_BRIEF_. Among the lines below, a stretch begins at the one with "pub fn with_failing_list(self)" and ends at the one with "pub fn without_size_support(self)". Repeat that stretch exactly, ends included.
....
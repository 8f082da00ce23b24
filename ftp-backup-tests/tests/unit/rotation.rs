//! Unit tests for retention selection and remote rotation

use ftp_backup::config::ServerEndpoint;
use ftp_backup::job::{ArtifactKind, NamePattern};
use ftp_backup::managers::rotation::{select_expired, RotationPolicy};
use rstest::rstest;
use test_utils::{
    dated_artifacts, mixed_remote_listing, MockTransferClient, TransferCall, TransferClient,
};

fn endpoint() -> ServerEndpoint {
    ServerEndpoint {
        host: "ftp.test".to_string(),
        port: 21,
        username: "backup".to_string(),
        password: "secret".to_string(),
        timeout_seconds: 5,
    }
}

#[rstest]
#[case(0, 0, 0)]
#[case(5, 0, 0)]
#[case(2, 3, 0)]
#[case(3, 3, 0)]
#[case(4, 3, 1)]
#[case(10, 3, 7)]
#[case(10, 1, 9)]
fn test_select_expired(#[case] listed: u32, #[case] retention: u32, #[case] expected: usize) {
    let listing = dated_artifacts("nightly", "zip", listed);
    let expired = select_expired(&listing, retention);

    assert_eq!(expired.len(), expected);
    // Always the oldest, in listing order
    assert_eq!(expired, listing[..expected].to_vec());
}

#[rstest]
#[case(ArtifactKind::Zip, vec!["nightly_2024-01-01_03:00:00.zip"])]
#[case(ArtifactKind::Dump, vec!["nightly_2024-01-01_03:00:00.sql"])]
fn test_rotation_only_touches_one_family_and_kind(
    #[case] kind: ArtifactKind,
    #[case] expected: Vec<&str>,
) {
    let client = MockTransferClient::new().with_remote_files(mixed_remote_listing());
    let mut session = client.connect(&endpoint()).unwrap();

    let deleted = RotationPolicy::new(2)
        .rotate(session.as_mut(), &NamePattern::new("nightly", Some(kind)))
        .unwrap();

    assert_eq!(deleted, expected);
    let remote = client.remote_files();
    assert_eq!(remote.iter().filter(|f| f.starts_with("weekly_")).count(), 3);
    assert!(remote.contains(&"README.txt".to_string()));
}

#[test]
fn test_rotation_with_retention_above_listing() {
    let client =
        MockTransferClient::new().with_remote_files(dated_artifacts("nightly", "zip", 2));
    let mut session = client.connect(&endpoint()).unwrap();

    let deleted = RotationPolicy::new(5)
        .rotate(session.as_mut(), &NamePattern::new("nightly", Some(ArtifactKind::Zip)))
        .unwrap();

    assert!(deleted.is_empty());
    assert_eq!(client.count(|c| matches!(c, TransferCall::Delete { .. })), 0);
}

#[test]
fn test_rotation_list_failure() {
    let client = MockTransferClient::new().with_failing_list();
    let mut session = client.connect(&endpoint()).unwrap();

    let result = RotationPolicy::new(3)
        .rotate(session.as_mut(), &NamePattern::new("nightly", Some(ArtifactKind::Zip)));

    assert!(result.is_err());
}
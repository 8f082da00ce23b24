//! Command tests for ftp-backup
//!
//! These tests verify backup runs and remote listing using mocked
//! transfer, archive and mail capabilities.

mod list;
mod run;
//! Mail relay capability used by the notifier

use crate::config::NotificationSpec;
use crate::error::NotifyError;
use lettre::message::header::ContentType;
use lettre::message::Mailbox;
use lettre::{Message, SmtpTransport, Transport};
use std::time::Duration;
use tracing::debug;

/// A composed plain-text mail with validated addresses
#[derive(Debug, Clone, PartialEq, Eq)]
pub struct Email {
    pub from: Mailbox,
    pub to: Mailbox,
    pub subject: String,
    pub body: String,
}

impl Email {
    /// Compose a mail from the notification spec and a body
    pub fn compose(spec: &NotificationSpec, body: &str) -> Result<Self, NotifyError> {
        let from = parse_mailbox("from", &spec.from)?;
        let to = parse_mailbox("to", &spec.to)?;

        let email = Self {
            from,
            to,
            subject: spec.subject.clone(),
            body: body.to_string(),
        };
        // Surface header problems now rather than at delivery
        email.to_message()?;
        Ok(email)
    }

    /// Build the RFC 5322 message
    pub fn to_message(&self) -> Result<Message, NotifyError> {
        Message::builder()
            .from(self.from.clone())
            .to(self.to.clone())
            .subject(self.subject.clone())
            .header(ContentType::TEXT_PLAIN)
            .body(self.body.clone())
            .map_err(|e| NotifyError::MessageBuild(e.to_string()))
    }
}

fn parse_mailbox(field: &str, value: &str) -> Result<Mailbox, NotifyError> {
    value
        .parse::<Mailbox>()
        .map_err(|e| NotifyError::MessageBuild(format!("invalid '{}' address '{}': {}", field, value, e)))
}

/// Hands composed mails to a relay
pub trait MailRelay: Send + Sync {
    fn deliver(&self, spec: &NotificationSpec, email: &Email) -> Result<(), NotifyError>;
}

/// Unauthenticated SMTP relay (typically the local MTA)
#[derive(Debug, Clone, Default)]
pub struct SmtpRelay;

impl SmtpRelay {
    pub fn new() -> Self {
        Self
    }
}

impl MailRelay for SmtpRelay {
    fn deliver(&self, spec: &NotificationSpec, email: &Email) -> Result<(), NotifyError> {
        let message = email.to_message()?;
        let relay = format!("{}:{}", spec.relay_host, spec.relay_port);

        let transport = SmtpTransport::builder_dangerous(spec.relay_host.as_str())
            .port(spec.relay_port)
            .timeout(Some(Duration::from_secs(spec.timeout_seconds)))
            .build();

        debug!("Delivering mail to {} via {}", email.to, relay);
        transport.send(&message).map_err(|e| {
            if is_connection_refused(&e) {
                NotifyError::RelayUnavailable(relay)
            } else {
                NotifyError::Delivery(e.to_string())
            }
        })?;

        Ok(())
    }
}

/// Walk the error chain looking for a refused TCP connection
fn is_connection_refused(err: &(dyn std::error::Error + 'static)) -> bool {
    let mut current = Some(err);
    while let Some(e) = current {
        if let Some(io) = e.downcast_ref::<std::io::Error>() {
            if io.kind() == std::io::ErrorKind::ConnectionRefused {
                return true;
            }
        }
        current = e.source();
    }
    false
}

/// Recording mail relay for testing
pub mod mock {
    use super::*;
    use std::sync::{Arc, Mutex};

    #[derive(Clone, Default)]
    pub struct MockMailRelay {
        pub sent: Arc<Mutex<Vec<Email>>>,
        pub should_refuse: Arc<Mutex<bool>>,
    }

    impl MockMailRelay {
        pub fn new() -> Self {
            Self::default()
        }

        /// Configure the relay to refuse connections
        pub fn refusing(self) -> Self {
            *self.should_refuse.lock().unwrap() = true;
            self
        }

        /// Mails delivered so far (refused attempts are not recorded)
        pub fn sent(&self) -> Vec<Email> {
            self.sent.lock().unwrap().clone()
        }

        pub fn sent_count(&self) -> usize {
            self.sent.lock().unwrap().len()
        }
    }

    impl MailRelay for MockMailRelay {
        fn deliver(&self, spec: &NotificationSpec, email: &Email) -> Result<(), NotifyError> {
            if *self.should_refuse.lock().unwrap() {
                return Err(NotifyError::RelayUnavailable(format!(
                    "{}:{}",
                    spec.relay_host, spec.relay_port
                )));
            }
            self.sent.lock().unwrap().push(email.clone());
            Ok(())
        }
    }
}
....
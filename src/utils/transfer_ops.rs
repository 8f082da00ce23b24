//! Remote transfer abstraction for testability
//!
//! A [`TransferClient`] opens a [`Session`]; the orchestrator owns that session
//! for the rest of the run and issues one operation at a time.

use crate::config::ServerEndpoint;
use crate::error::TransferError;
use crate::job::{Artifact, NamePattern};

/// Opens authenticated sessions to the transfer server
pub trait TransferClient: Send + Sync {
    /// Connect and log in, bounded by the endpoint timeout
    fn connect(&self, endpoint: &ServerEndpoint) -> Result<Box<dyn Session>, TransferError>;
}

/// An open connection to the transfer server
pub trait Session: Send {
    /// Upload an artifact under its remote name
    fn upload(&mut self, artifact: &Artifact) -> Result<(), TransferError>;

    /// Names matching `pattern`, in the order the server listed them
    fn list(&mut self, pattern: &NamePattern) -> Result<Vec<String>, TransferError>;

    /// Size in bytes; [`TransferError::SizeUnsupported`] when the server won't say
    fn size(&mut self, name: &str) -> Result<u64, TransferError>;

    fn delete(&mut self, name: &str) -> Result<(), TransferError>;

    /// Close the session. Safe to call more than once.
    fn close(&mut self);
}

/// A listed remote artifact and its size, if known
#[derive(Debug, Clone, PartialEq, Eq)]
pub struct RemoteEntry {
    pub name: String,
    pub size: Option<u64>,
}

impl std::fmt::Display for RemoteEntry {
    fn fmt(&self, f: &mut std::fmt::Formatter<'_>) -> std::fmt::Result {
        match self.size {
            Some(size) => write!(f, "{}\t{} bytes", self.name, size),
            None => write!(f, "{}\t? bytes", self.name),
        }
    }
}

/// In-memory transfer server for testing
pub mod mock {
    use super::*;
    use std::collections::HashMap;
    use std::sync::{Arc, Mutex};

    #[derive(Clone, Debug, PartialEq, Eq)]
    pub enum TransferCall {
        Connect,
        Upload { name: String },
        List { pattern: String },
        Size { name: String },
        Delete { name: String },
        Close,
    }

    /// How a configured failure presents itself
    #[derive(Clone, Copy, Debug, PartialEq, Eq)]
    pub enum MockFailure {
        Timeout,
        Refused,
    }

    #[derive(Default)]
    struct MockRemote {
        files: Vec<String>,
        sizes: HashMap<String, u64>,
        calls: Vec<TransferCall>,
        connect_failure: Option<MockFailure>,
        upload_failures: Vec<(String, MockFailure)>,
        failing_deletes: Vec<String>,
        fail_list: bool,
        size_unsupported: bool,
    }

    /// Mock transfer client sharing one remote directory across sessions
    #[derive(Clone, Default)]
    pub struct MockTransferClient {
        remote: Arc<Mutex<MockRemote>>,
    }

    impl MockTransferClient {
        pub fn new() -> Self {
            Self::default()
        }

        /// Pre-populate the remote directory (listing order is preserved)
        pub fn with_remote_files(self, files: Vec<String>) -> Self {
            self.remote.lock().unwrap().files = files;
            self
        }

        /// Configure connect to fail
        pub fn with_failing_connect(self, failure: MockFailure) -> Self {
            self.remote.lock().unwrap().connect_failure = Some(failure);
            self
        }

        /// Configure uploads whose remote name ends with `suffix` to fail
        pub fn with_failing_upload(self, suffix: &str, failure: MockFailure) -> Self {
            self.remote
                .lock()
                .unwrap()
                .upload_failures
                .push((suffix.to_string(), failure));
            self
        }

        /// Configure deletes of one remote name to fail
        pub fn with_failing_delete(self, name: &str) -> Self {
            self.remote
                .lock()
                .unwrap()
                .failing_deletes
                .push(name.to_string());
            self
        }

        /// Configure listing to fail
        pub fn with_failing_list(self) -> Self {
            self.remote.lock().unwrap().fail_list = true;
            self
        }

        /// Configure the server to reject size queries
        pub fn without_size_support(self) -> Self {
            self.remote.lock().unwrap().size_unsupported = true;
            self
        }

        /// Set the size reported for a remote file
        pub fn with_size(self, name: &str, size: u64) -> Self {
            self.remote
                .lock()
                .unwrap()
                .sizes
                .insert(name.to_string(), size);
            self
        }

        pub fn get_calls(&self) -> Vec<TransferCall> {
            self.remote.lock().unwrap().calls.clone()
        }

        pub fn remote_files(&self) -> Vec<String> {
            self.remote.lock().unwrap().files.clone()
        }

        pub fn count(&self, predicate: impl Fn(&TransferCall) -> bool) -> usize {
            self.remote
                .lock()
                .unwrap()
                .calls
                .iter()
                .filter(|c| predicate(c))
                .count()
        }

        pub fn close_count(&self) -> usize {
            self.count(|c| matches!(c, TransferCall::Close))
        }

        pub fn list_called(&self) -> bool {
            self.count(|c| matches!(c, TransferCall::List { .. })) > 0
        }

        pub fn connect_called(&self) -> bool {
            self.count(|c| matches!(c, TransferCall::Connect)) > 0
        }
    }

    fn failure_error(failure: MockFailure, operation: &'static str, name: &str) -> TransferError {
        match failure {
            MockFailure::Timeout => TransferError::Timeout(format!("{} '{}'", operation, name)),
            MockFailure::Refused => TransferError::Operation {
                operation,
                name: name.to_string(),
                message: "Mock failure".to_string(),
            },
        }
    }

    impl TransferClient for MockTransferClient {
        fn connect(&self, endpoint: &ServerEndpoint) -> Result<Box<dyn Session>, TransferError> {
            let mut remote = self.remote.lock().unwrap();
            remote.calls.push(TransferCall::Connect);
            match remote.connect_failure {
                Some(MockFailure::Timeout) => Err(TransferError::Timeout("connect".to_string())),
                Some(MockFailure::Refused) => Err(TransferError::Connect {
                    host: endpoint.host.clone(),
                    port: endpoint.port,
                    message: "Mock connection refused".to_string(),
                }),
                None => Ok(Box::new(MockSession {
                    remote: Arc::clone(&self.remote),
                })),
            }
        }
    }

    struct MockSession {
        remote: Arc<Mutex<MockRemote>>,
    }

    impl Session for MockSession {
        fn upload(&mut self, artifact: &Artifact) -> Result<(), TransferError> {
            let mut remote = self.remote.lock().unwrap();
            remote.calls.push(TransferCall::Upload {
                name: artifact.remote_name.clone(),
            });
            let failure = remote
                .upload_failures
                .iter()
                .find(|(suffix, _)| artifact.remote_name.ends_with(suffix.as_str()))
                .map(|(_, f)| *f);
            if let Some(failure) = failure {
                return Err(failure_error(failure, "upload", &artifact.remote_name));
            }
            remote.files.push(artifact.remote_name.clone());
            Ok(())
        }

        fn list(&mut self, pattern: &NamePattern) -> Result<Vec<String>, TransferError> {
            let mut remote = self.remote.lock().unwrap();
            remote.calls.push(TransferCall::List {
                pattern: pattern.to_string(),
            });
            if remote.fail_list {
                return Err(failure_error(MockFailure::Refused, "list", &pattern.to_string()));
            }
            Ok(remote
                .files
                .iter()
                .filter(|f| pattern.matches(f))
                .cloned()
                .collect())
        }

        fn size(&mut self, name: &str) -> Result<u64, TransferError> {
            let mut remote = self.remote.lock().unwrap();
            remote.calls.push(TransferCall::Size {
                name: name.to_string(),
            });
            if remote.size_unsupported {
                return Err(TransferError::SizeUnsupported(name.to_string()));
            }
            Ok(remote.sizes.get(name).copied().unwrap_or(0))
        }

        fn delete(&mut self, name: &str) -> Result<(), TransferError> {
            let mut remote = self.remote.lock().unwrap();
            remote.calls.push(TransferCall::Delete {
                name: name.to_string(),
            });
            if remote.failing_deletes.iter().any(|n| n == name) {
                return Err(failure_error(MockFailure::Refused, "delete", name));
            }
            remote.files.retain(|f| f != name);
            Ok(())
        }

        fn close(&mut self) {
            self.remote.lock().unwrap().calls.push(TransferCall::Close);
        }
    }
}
....
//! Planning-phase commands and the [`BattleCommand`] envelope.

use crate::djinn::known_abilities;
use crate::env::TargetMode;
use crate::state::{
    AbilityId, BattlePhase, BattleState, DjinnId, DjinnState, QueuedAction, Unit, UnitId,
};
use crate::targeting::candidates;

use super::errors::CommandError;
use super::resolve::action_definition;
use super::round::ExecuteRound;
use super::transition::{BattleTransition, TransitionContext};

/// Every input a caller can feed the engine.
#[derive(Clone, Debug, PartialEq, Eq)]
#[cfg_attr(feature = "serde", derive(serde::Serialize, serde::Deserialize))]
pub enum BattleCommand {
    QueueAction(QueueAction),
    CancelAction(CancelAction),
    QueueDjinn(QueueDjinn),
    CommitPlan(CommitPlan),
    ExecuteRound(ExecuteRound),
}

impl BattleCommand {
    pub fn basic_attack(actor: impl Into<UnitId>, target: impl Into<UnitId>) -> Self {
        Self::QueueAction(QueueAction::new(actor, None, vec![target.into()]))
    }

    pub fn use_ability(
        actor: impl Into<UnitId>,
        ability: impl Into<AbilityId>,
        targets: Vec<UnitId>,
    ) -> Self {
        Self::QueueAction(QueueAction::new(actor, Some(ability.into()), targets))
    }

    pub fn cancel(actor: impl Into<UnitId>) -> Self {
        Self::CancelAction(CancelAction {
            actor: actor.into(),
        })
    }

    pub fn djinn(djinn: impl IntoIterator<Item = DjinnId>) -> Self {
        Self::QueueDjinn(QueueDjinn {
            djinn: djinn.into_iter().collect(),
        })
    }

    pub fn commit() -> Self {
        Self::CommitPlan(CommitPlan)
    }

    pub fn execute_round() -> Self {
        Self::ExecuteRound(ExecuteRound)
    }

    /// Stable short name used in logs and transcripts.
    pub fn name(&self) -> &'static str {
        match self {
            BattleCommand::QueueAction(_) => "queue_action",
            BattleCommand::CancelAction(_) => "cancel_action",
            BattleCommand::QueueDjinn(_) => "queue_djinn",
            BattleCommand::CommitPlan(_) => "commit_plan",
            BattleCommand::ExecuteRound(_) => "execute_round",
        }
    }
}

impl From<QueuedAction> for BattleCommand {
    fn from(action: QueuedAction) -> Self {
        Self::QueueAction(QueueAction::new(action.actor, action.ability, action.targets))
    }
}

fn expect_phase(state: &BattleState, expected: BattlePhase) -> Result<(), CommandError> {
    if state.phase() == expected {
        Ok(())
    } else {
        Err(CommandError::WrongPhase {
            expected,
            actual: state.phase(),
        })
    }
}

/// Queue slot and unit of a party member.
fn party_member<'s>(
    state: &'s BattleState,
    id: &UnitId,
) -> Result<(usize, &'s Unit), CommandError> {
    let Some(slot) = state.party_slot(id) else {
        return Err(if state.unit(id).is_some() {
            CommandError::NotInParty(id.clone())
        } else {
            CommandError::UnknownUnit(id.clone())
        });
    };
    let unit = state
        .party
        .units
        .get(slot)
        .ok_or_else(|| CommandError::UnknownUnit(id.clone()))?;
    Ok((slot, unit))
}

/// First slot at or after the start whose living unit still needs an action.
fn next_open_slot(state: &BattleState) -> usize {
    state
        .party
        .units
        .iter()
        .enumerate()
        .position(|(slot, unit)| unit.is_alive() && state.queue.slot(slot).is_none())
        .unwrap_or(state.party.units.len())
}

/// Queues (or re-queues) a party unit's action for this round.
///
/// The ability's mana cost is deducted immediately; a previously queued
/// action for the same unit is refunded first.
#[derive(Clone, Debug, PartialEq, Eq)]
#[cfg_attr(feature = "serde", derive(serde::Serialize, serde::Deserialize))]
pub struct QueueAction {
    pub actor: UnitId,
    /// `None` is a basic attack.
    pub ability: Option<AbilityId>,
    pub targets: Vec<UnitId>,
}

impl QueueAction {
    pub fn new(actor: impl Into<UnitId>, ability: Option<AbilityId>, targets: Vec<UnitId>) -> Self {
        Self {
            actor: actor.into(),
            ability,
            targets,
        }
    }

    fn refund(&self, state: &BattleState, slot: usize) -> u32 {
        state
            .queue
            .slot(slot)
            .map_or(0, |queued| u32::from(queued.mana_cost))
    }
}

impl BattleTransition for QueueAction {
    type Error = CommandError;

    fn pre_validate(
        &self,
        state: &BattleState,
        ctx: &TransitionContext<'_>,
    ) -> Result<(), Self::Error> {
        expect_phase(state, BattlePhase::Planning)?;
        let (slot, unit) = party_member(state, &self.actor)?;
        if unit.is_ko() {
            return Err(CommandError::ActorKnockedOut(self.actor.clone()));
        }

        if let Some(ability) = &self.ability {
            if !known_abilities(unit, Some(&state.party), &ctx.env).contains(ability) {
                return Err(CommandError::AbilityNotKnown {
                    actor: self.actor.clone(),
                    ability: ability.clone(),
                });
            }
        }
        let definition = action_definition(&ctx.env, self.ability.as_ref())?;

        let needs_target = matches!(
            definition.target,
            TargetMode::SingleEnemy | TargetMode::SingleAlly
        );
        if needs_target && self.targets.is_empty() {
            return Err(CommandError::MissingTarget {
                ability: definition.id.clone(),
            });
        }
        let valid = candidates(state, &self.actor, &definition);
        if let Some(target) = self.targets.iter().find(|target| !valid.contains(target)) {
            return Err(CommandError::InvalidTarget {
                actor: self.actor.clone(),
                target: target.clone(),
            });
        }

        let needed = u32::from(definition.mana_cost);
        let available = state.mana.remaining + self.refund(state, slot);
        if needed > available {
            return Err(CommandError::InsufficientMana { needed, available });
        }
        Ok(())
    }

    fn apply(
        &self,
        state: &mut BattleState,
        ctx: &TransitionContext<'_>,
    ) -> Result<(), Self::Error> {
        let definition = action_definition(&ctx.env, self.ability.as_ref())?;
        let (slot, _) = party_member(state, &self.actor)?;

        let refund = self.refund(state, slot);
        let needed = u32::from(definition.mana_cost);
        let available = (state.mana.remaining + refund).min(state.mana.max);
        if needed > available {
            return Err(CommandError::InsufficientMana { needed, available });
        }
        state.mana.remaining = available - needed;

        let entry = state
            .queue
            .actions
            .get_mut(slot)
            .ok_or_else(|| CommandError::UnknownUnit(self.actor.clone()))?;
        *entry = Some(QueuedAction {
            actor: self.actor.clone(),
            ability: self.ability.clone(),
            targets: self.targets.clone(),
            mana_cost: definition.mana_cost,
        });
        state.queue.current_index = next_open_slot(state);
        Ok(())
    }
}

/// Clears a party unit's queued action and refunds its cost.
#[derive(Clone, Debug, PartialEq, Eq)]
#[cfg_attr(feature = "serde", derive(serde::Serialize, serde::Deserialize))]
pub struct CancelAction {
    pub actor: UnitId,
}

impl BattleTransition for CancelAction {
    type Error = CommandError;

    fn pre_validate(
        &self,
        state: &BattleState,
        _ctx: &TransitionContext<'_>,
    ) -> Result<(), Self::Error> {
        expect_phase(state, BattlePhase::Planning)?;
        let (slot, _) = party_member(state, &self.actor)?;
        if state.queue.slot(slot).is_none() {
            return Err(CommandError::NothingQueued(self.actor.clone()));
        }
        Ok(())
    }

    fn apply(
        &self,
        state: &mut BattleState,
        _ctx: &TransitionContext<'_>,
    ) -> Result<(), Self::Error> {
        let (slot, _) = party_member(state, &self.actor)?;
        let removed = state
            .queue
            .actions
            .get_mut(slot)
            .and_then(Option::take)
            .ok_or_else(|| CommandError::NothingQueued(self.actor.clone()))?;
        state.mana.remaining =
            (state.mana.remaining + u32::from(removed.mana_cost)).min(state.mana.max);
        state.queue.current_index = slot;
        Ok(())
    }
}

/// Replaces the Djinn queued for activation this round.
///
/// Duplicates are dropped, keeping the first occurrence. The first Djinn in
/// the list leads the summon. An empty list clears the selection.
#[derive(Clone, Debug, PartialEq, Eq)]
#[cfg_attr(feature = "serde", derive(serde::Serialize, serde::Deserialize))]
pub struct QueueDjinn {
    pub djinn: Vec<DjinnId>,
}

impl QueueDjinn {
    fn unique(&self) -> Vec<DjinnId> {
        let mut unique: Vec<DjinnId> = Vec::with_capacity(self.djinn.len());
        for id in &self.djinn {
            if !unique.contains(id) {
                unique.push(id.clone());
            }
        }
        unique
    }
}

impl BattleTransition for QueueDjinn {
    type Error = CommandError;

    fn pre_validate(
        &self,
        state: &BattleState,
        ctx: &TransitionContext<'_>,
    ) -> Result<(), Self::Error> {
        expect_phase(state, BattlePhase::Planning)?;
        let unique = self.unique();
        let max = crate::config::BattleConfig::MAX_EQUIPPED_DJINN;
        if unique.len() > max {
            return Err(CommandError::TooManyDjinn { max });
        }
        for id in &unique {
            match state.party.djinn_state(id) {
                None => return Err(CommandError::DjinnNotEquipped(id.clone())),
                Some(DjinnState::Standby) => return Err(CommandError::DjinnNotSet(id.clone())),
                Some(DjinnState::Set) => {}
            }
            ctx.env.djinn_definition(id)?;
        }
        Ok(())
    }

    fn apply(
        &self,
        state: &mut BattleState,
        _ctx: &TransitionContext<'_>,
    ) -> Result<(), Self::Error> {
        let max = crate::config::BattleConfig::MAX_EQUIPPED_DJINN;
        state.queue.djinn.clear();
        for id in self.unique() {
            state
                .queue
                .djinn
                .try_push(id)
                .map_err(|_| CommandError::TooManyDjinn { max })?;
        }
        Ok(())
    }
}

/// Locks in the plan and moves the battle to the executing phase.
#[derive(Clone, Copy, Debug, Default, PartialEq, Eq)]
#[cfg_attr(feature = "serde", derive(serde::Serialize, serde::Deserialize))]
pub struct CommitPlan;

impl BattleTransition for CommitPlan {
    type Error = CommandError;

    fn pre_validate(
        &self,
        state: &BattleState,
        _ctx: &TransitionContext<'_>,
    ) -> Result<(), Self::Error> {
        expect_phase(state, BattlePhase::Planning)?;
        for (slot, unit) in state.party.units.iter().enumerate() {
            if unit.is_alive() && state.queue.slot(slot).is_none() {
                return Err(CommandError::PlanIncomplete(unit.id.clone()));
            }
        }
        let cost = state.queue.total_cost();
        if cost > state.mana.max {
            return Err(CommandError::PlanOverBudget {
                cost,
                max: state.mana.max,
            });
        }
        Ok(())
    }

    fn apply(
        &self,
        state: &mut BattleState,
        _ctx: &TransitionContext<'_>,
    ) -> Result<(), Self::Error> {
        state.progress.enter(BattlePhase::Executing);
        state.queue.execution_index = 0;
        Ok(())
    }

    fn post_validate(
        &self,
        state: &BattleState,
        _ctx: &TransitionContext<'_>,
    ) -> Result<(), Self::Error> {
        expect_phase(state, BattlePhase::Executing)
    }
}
....
_RESPONSE TO THIS TASK_.
        pub fn with_failing_list(self) -> Self {
            self.remote.lock().unwrap().fail_list = true;
            self
        }

        /// Configure the server to reject size queries
        pub fn without_size_support(self) -> Self {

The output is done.